Procuramos identificar alguma relação entre a presença do DNA do HPV no tecido endometrial e o hábito de fumar. Avaliando apenas as fumantes, apesar de encontrarmos um risco relativo estimado da presença do HPV no endométrio com câncer cinco vezes menor do que nas mulheres com endométrio normal, esta diferença não foi significativa. A aparente dificuldade do HPV de se instalar em endométrio neoplásico em mulheres fumantes desaparece quando comparamos a presença do vírus em mulheres com câncer endometrial fumantes e não fumantes (7 e 9%, respectivamente). É interessante porém, encontrarmos 3,5 vezes mais o DNA do HPV em tecido endometrial normal em mulheres tabagistas, apesar de esta diferença não ter sido significativa.

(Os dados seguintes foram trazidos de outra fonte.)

//! Configuration loading from environment variables.
//!
//! Uses the following environment variables:
//! - `FEDFLOW_PARTY_ID`: this party's identifier (required)
//! - `FEDFLOW_DATABASE_URL`: PostgreSQL connection string (required unless `FEDFLOW_BACKEND=memory`)
//! - `FEDFLOW_BACKEND`: "postgres" (default) or "memory"
//! - `FEDFLOW_BIND_ADDR`: HTTP bind address (default: 0.0.0.0:9380)
//! - `FEDFLOW_ROUTE_TABLE`: path to a JSON file mapping party_id to base URL, own party included (optional)
//! - `FEDFLOW_TICK_INTERVAL_MS`: scheduler tick interval (default: 1500)
//! - `FEDFLOW_BATCH_SIZE`: jobs pulled per status per tick (default: 50)
//! - `FEDFLOW_READY_STALE_MS`: age after which an abandoned ready signal is cleared (default: 300000)
//! - `FEDFLOW_AUTO_RETRIES`: default task rerun budget (default: 0)
//! - `FEDFLOW_JOB_TIMEOUT_MS`: default running-job timeout (default: 259200000, 72h)
//! - `FEDFLOW_FEDERATED_CONCURRENT`: deliver broadcasts concurrently (default: true)
//! - `FEDFLOW_FEDERATED_TIMEOUT_MS`: per-destination command timeout (default: 10000)
//! - `FEDFLOW_ENGINE_TYPE` / `FEDFLOW_ENGINE_NAME`: capacity pool key (default: compute/standalone)
//! - `FEDFLOW_TOTAL_CORES` / `FEDFLOW_TOTAL_MEMORY`: pool totals registered at startup (default: 16 / 0)
//! - `FEDFLOW_TASK_CORES` / `FEDFLOW_TASK_MEMORY`: per-slot defaults (default: 4 / 0)
//! - `FEDFLOW_NODES`: compute nodes backing the engine (default: 1)
//! - `FEDFLOW_TASK_PARALLELISM`: default job parallelism (default: 1)
//! - `FEDFLOW_EXEMPT_ROLES`: comma-separated roles that request no capacity (optional)

use std::collections::HashMap;
use std::net::SocketAddr;
use std::path::Path;
use std::str::FromStr;
use std::time::Duration;

use anyhow::{Context, Result};

use crate::resources::ResourceSettings;
use crate::scheduler::SchedulerConfig;

pub const DEFAULT_BIND_ADDR: &str = "0.0.0.0:9380";

#[derive(Debug, Clone, Copy, PartialEq, Eq)]
pub enum BackendKind {
    Postgres,
    Memory,
}

/// Process-wide configuration, constructed once at startup and passed by
/// reference; components never read the environment themselves.
#[derive(Debug, Clone)]
pub struct Config {
    pub party_id: String,
    pub backend: BackendKind,
    pub database_url: Option<String>,
    pub bind_addr: SocketAddr,
    /// party_id -> base URL for the HTTP transport, own party included.
    pub routes: HashMap<String, String>,
    pub tick_interval: Duration,
    pub batch_size: i64,
    pub ready_stale_after: Duration,
    pub default_auto_retries: i32,
    pub default_job_timeout: Duration,
    pub federated_concurrent: bool,
    pub federated_timeout: Duration,
    pub engine_type: String,
    pub engine_name: String,
    pub total_cores: i64,
    pub total_memory: i64,
    pub task_cores: i64,
    pub task_memory: i64,
    pub nodes: i64,
    pub task_parallelism: i64,
    pub exempt_roles: Vec<String>,
}

impl Config {
    pub fn from_env() -> Result<Self> {
        let party_id =
            std::env::var("FEDFLOW_PARTY_ID").context("FEDFLOW_PARTY_ID must be set")?;
        let backend = match std::env::var("FEDFLOW_BACKEND").as_deref() {
            Ok("memory") => BackendKind::Memory,
            _ => BackendKind::Postgres,
        };
        let database_url = std::env::var("FEDFLOW_DATABASE_URL").ok();
        if backend == BackendKind::Postgres && database_url.is_none() {
            anyhow::bail!("FEDFLOW_DATABASE_URL must be set for the postgres backend");
        }
        let bind_addr = env_parse("FEDFLOW_BIND_ADDR", DEFAULT_BIND_ADDR.parse::<SocketAddr>()?)?;
        let routes = match std::env::var("FEDFLOW_ROUTE_TABLE") {
            Ok(path) => load_route_table(Path::new(&path))
                .with_context(|| format!("failed to load route table from {path}"))?,
            Err(_) => HashMap::new(),
        };

        Ok(Self {
            party_id,
            backend,
            database_url,
            bind_addr,
            routes,
            tick_interval: Duration::from_millis(env_parse("FEDFLOW_TICK_INTERVAL_MS", 1500u64)?),
            batch_size: env_parse("FEDFLOW_BATCH_SIZE", 50i64)?,
            ready_stale_after: Duration::from_millis(env_parse(
                "FEDFLOW_READY_STALE_MS",
                300_000u64,
            )?),
            default_auto_retries: env_parse("FEDFLOW_AUTO_RETRIES", 0i32)?,
            default_job_timeout: Duration::from_millis(env_parse(
                "FEDFLOW_JOB_TIMEOUT_MS",
                259_200_000u64,
            )?),
            federated_concurrent: env_parse("FEDFLOW_FEDERATED_CONCURRENT", true)?,
            federated_timeout: Duration::from_millis(env_parse(
                "FEDFLOW_FEDERATED_TIMEOUT_MS",
                10_000u64,
            )?),
            engine_type: env_string("FEDFLOW_ENGINE_TYPE", "compute"),
            engine_name: env_string("FEDFLOW_ENGINE_NAME", "standalone"),
            total_cores: env_parse("FEDFLOW_TOTAL_CORES", 16i64)?,
            total_memory: env_parse("FEDFLOW_TOTAL_MEMORY", 0i64)?,
            task_cores: env_parse("FEDFLOW_TASK_CORES", 4i64)?,
            task_memory: env_parse("FEDFLOW_TASK_MEMORY", 0i64)?,
            nodes: env_parse("FEDFLOW_NODES", 1i64)?,
            task_parallelism: env_parse("FEDFLOW_TASK_PARALLELISM", 1i64)?,
            exempt_roles: env_list("FEDFLOW_EXEMPT_ROLES"),
        })
    }

    pub fn resource_settings(&self) -> ResourceSettings {
        ResourceSettings {
            engine_type: self.engine_type.clone(),
            engine_name: self.engine_name.clone(),
            task_cores: self.task_cores,
            task_memory: self.task_memory,
            nodes: self.nodes,
            task_parallelism: self.task_parallelism,
            exempt_roles: self.exempt_roles.clone(),
        }
    }

    pub fn scheduler_config(&self) -> SchedulerConfig {
        SchedulerConfig {
            tick_interval: self.tick_interval,
            batch_size: self.batch_size,
            ready_stale_after: self.ready_stale_after,
            default_auto_retries: self.default_auto_retries,
            default_job_timeout: self.default_job_timeout,
            ..SchedulerConfig::default()
        }
    }
}

fn env_string(name: &str, default: &str) -> String {
    std::env::var(name).unwrap_or_else(|_| default.to_string())
}

fn env_list(name: &str) -> Vec<String> {
    std::env::var(name)
        .map(|value| {
            value
                .split(',')
                .map(str::trim)
                .filter(|part| !part.is_empty())
                .map(str::to_string)
                .collect()
        })
        .unwrap_or_default()
}

fn env_parse<T>(name: &str, default: T) -> Result<T>
where
    T: FromStr,
    T::Err: std::error::Error + Send + Sync + 'static,
{
    match std::env::var(name) {
        Ok(value) => value
            .parse::<T>()
            .with_context(|| format!("invalid value for {name}: {value:?}")),
        Err(_) => Ok(default),
    }
}

fn load_route_table(path: &Path) -> Result<HashMap<String, String>> {
    let raw = std::fs::read_to_string(path)?;
    Ok(serde_json::from_str(&raw)?)
}

#[cfg(test)]
mod tests {
    use super::*;

    #[test]
    fn env_list_splits_and_trims() {
        std::env::set_var("FEDFLOW_TEST_ROLES", "arbiter, local ,");
        assert_eq!(env_list("FEDFLOW_TEST_ROLES"), vec!["arbiter", "local"]);
        std::env::remove_var("FEDFLOW_TEST_ROLES");
        assert!(env_list("FEDFLOW_TEST_ROLES").is_empty());
    }

    #[test]
    fn env_parse_falls_back_to_default() {
        assert_eq!(env_parse("FEDFLOW_TEST_MISSING", 42i64).unwrap(), 42);
    }
}
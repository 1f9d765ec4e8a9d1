//! Party-side execution of federated commands.
//!
//! One `PartyController` serves a party instance across every role it
//! fills. Each handler works against the local durable store and replies
//! with a `{code, message, data}` envelope; application problems become
//! reply codes, never transport failures.

use std::collections::BTreeMap;
use std::sync::Arc;

use async_trait::async_trait;
use chrono::Utc;
use serde_json::json;
use tracing::{debug, info, warn};

use crate::backends::{Job, JobKey, StateBackend, StoreResult, Task, TaskKey, TaskReport};
use crate::components::{ComponentRegistry, StatusSink, TaskRunContext};
use crate::dag::{DagSpec, PartyAddr, SyncKind};
use crate::federation::{Command, PartyReply};
use crate::graph::TaskNode;
use crate::parser::DagParser;
use crate::resources::ResourceManager;
use crate::status::{JobStatus, SchedulingStatus, TaskStatus};
use crate::transport::{CommandHandler, PartyTransport};

pub struct PartyController {
    party_id: String,
    backend: Arc<dyn StateBackend>,
    registry: Arc<ComponentRegistry>,
    resources: Arc<ResourceManager>,
    transport: Arc<dyn PartyTransport>,
}
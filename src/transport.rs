//! Delivery of federated commands to party instances.
//!
//! The coordinator only sees the [`PartyTransport`] trait. `LocalTransport`
//! routes to in-process handlers (tests, single-process multi-party
//! deployments); `HttpTransport` posts the JSON envelope to the remote
//! party's command endpoint.

use std::collections::HashMap;
use std::sync::{Arc, RwLock};
use std::time::Duration;

use async_trait::async_trait;

use crate::dag::PartyAddr;
use crate::federation::{Command, CommandEnvelope, PartyReply};

#[derive(Debug, thiserror::Error)]
pub enum TransportError {
    #[error("no route to party {0}")]
    Unroutable(PartyAddr),
    #[error(transparent)]
    Http(#[from] reqwest::Error),
    #[error("party {party} answered {status}")]
    Remote {
        party: PartyAddr,
        status: reqwest::StatusCode,
    },
}

/// Sends one command to one destination party.
#[async_trait]
pub trait PartyTransport: Send + Sync {
    async fn send(&self, dest: &PartyAddr, command: &Command) -> Result<PartyReply, TransportError>;
}

/// Processes commands addressed to one party instance.
///
/// Implemented by the party controller; the handler never fails at the
/// transport level — application problems are encoded in the reply code.
#[async_trait]
pub trait CommandHandler: Send + Sync {
    async fn handle(&self, dest: &PartyAddr, command: &Command) -> PartyReply;
}

/// In-process transport: a registry of handlers keyed by party id. One
/// handler serves every role its party fills.
#[derive(Default)]
pub struct LocalTransport {
    handlers: RwLock<HashMap<String, Arc<dyn CommandHandler>>>,
}

impl LocalTransport {
    pub fn new() -> Self {
        Self::default()
    }

    pub fn register(&self, party_id: impl Into<String>, handler: Arc<dyn CommandHandler>) {
        self.handlers
            .write()
            .expect("transport registry poisoned")
            .insert(party_id.into(), handler);
    }

    pub fn deregister(&self, party_id: &str) {
        self.handlers
            .write()
            .expect("transport registry poisoned")
            .remove(party_id);
    }

    fn handler(&self, party_id: &str) -> Option<Arc<dyn CommandHandler>> {
        self.handlers
            .read()
            .expect("transport registry poisoned")
            .get(party_id)
            .cloned()
    }
}

#[async_trait]
impl PartyTransport for LocalTransport {
    async fn send(&self, dest: &PartyAddr, command: &Command) -> Result<PartyReply, TransportError> {
        let handler = self
            .handler(&dest.party_id)
            .ok_or_else(|| TransportError::Unroutable(dest.clone()))?;
        Ok(handler.handle(dest, command).await)
    }
}

/// HTTP transport: posts the command envelope to each party's federated
/// endpoint, resolved through a static route table.
pub struct HttpTransport {
    client: reqwest::Client,
    /// party_id -> base URL, e.g. "http://10.0.0.7:9380".
    routes: HashMap<String, String>,
}

impl HttpTransport {
    pub fn new(routes: HashMap<String, String>, timeout: Duration) -> Result<Self, TransportError> {
        let client = reqwest::Client::builder().timeout(timeout).build()?;
        Ok(Self { client, routes })
    }
}

#[async_trait]
impl PartyTransport for HttpTransport {
    async fn send(&self, dest: &PartyAddr, command: &Command) -> Result<PartyReply, TransportError> {
        let base = self
            .routes
            .get(&dest.party_id)
            .ok_or_else(|| TransportError::Unroutable(dest.clone()))?;
        let envelope = CommandEnvelope {
            dest: dest.clone(),
            command: command.clone(),
        };
        let response = self
            .client
            .post(format!("{}/v1/federated/command", base.trim_end_matches('/')))
            .json(&envelope)
            .send()
            .await?;
        if !response.status().is_success() {
            return Err(TransportError::Remote {
                party: dest.clone(),
                status: response.status(),
            });
        }
        Ok(response.json::<PartyReply>().await?)
    }
}

#[cfg(test)]
mod tests {
    use super::*;
    use serde_json::Value;

    struct EchoHandler;

    #[async_trait]
    impl CommandHandler for EchoHandler {
        async fn handle(&self, dest: &PartyAddr, command: &Command) -> PartyReply {
            PartyReply::success(serde_json::json!({
                "role": dest.role,
                "op": command.op(),
            }))
        }
    }

    #[tokio::test]
    async fn local_transport_routes_by_party_id() {
        let transport = LocalTransport::new();
        transport.register("9999", Arc::new(EchoHandler));

        let reply = transport
            .send(
                &PartyAddr::new("guest", "9999"),
                &Command::JobStart { job_id: "j-1".into() },
            )
            .await
            .unwrap();
        assert_eq!(reply.data["op"], Value::from("job.start"));
        assert_eq!(reply.data["role"], Value::from("guest"));

        let missing = transport
            .send(
                &PartyAddr::new("host", "10000"),
                &Command::JobStart { job_id: "j-1".into() },
            )
            .await;
        assert!(matches!(missing, Err(TransportError::Unroutable(_))));
    }
}
//! Backend implementations for scheduler persistence.

mod base;
mod memory;
mod postgres;

pub use base::{
    EngineRegistry, Job, JobKey, JobSignal, ScheduleJob, ScheduleTaskStatus, StateBackend,
    StoreError, StoreResult, Task, TaskKey, TaskReport,
};
pub use memory::MemoryBackend;
pub use postgres::PostgresBackend;
//! Component capability descriptors and the runner registry.
//!
//! Components are the units of business logic a task executes. The
//! scheduler never runs them itself: it resolves a task's component against
//! the registry at parse time (capability check) and hands the merged
//! runtime context to the registered [`ComponentRunner`] at dispatch time.
//! Runners are registered once at process start; there is no runtime
//! discovery.

use std::collections::{BTreeMap, HashMap};
use std::sync::Arc;

use async_trait::async_trait;
use serde::{Deserialize, Serialize};
use serde_json::{Map, Value};

use crate::backends::TaskKey;
use crate::graph::ResolvedChannel;
use crate::status::TaskStatus;

#[derive(Debug, thiserror::Error)]
pub enum RunnerError {
    #[error("no runner registered for component {0:?}")]
    Unregistered(String),
    #[error("launch failed: {0}")]
    Launch(String),
    #[error("halt failed: {0}")]
    Halt(String),
}

/// Declared capabilities of one component.
#[derive(Debug, Clone, PartialEq, Serialize, Deserialize)]
pub struct ComponentMeta {
    pub name: String,
    pub supported_roles: Vec<String>,
    pub input_artifacts: Vec<String>,
    pub output_artifacts: Vec<String>,
}

impl ComponentMeta {
    pub fn supports_role(&self, role: &str) -> bool {
        self.supported_roles.iter().any(|r| r == role)
    }
}

/// Everything a runner needs to execute one task attempt locally.
#[derive(Clone)]
pub struct TaskRunContext {
    pub key: TaskKey,
    pub component_ref: String,
    pub stage: String,
    /// Merged runtime parameters for this party.
    pub parameters: Map<String, Value>,
    pub conf: Map<String, Value>,
    pub inputs: BTreeMap<String, ResolvedChannel>,
    /// Resolved output artifact locations, keyed by declared output name.
    pub output_uris: BTreeMap<String, String>,
    /// Where the runner reports execution-state changes.
    pub sink: Arc<dyn StatusSink>,
}

impl std::fmt::Debug for TaskRunContext {
    fn fmt(&self, f: &mut std::fmt::Formatter<'_>) -> std::fmt::Result {
        f.debug_struct("TaskRunContext")
            .field("key", &self.key)
            .field("component_ref", &self.component_ref)
            .field("stage", &self.stage)
            .finish_non_exhaustive()
    }
}

/// Callback surface handed to runners for asynchronous status reports.
#[async_trait]
pub trait StatusSink: Send + Sync {
    async fn report(&self, key: &TaskKey, status: TaskStatus);
}

/// Executes a component's business logic for one task attempt.
///
/// `launch` must return promptly; long-running work belongs on a spawned
/// task that reports through the sink.
#[async_trait]
pub trait ComponentRunner: Send + Sync {
    async fn launch(&self, ctx: TaskRunContext) -> Result<(), RunnerError>;

    async fn halt(&self, key: &TaskKey) -> Result<(), RunnerError>;
}

/// Immutable table from component name to capability descriptor and runner,
/// built at process start.
#[derive(Default)]
pub struct ComponentRegistry {
    metas: HashMap<String, ComponentMeta>,
    runners: HashMap<String, Arc<dyn ComponentRunner>>,
}

impl ComponentRegistry {
    pub fn new() -> Self {
        Self::default()
    }

    pub fn register(&mut self, meta: ComponentMeta, runner: Arc<dyn ComponentRunner>) {
        self.runners.insert(meta.name.clone(), runner);
        self.metas.insert(meta.name.clone(), meta);
    }

    /// Register a descriptor without a runner, for parties that only
    /// validate and never execute the component.
    pub fn register_meta(&mut self, meta: ComponentMeta) {
        self.metas.insert(meta.name.clone(), meta);
    }

    pub fn meta(&self, name: &str) -> Option<&ComponentMeta> {
        self.metas.get(name)
    }

    pub fn runner(&self, name: &str) -> Result<Arc<dyn ComponentRunner>, RunnerError> {
        self.runners
            .get(name)
            .cloned()
            .ok_or_else(|| RunnerError::Unregistered(name.to_string()))
    }
}

impl std::fmt::Debug for ComponentRegistry {
    fn fmt(&self, f: &mut std::fmt::Formatter<'_>) -> std::fmt::Result {
        f.debug_struct("ComponentRegistry")
            .field("components", &self.metas.keys().collect::<Vec<_>>())
            .finish()
    }
}

/// Runner that reports immediate success. Used for wiring checks and as the
/// placeholder for components whose execution engine lives out of process.
#[derive(Debug, Default)]
pub struct NoopRunner;

#[async_trait]
impl ComponentRunner for NoopRunner {
    async fn launch(&self, ctx: TaskRunContext) -> Result<(), RunnerError> {
        ctx.sink.report(&ctx.key, TaskStatus::Success).await;
        Ok(())
    }

    async fn halt(&self, _key: &TaskKey) -> Result<(), RunnerError> {
        Ok(())
    }
}

#[cfg(test)]
mod tests {
    use super::*;

    #[test]
    fn meta_role_check() {
        let meta = ComponentMeta {
            name: "psi".into(),
            supported_roles: vec!["guest".into(), "host".into()],
            input_artifacts: vec!["input_data".into()],
            output_artifacts: vec!["output_data".into()],
        };
        assert!(meta.supports_role("guest"));
        assert!(!meta.supports_role("arbiter"));
    }

    #[test]
    fn registry_resolves_registered_runner() {
        let mut registry = ComponentRegistry::new();
        registry.register(
            ComponentMeta {
                name: "noop".into(),
                supported_roles: vec!["guest".into()],
                input_artifacts: vec![],
                output_artifacts: vec![],
            },
            Arc::new(NoopRunner),
        );
        assert!(registry.meta("noop").is_some());
        assert!(registry.runner("noop").is_ok());
        assert!(matches!(
            registry.runner("missing"),
            Err(RunnerError::Unregistered(_))
        ));
    }
}
#[tokio::test]
async fn cancel_interrupts_a_running_job() {
    let cluster = Cluster::new(
        &[("9999", 16)],
        registry_with(Arc::new(HoldRunner)),
        SchedulerConfig::default(),
    )
    .await;
    cluster
        .scheduler
        .submit(chain_dag(&["9999"]), Some("j-stop".into()))
        .await
        .unwrap();

    cluster.tick().await;
    assert_eq!(cluster.job_status("9999", "j-stop").await, JobStatus::Running);

    assert!(cluster.scheduler.stop_job("j-stop").await.unwrap());
    cluster.tick().await;

    assert_eq!(cluster.job_status("9999", "j-stop").await, JobStatus::Canceled);
    let backend = cluster.backend("9999");
    let task = backend
        .latest_task("j-stop", "a", "guest", "9999")
        .await
        .unwrap()
        .unwrap();
    assert_eq!(task.party_status, TaskStatus::Canceled);
    assert!(!task.resource_in_use);
    let job = backend
        .job(&JobKey::new("j-stop", &PartyAddr::new("guest", "9999")))
        .await
        .unwrap()
        .unwrap();
    assert_eq!(job.status, JobStatus::Canceled);
    assert!(!job.resource_in_use);
    let (remaining, total) = cluster.engine_remaining("9999").await;
    assert_eq!(remaining, total);
}

#[tokio::test]
async fn waiting_plus_success_with_nothing_schedulable_cancels() {
    use chrono::Utc;
    use fedflow::backends::{ScheduleJob, ScheduleTaskStatus};
    use fedflow::dag::SyncKind;

    let cluster = Cluster::new(
        &[("9999", 16)],
        registry_with(Arc::new(HoldRunner)),
        SchedulerConfig::default(),
    )
    .await;

    // Fabricate a running job whose aggregate rows lost task `a` (the
    // producer of `b`): `b` can never become ready, `d` already succeeded.
    let dag: DagSpec = serde_json::from_value(json!({
        "parties": [{"role": "guest", "party_ids": ["9999"]}],
        "tasks": {
            "a": {"component_ref": "step"},
            "b": {"component_ref": "step", "inputs": {
                "input_data": {"task_output": {"producer_task": "a", "output_key": "output_data"}}
            }},
            "d": {"component_ref": "step"},
        }
    }))
    .unwrap();
    let backend = cluster.backend("9999");
    let now = Utc::now();
    let job = ScheduleJob {
        job_id: "j-dead".into(),
        dag: dag.clone(),
        status: JobStatus::Running,
        priority: 0,
        progress: 0,
        initiator: PartyAddr::new("guest", "9999"),
        cancel_signal: false,
        cancel_at: None,
        rerun_signal: false,
        rerun_at: None,
        ready_signal: false,
        ready_at: None,
        created_at: now,
        started_at: Some(now),
        ended_at: None,
    };
    let rows = vec![
        ScheduleTaskStatus {
            job_id: "j-dead".into(),
            task_id: "b".into(),
            task_version: 0,
            status: TaskStatus::Waiting,
            auto_retries: 0,
            sync_type: SyncKind::Poll,
            updated_at: now,
        },
        ScheduleTaskStatus {
            job_id: "j-dead".into(),
            task_id: "d".into(),
            task_version: 0,
            status: TaskStatus::Success,
            auto_retries: 0,
            sync_type: SyncKind::Poll,
            updated_at: now,
        },
    ];
    backend.create_schedule_job(&job, &rows).await.unwrap();
    // Party rows exist so collect answers Waiting for `b`.
    cluster
        .transport
        .send(
            &PartyAddr::new("guest", "9999"),
            &fedflow::Command::JobCreate {
                job_id: "j-dead".into(),
                dag,
                initiator: PartyAddr::new("guest", "9999"),
                scheduler_party: PartyAddr::new("guest", "9999"),
            },
        )
        .await
        .unwrap();

    cluster.tick().await;
    // Only {Waiting, Success} remain and nothing can be scheduled: the
    // terminal-deadlock detector resolves the job to Canceled.
    assert_eq!(cluster.job_status("9999", "j-dead").await, JobStatus::Canceled);
}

Stockwell e Lyman26 observaram que, quando as mulheres com carcinoma endometrial foram subdivididas por idade, houve uma diferença no fator proteção. Mulheres com idade inferior a 50 anos não apresentaram evidência da associação do fumo e risco de câncer, ao passo que as com idade maior tiveram clara evidência da diminuição do risco com o aumento do número de cigarros fumados por dia (mais de 40 cigarros/dia reduziu em 60% a chance de ter câncer endometrial, quando comparadas às não fumantes). O mesmo resultado foi obtido por Smith et al.27, que mostraram que o tabagismo aumentava o risco em mulheres na pré-menopausa e diminuia na pós-menopausa em relação à incidência do carcinoma endometrial.

O papel do HPV na patogênese de lesões pré-invasivas e invasivas do colo uterino tem sido extensivamente investigado e seu papel como agente etiológico está bem estabelecido. Vários tipos de HPV, especialmente o 16 e o 18 têm sido associados ao carcinoma epidermóide invasor do colo uterino. Recentemente o DNA do HPV tem também sido demonstrado nos adenocarcinomas cervicais20,28. A positividade do HPV nos adenocarcinomas endocervicais varia de 15 a 85%, com média de 57%10. O HPV 16 é o tipo predominante nos casos de carcinoma epidermóide ou adenoescamoso, ao passo que o HPV 18 prevalece no adenocarcinoma cervical8. Todos os tipos de HPV isolados nos estudos que avaliaram a presença do vírus no carcinoma de endométrio e neste estudo foram os de risco oncogênico (principalmente o 16 e o 18). Encontramos mais freqüentemente o HPV 16 nos casos de carcinoma (75%) e o HPV 18 nos endométrios normais (60%). O HPV 31 esteve associado ao 18 em apenas um caso de câncer. Entretanto, Czerwenka et al.29 detectaram alguns casos de HPV de baixo risco (6 e 11) em seu estudo.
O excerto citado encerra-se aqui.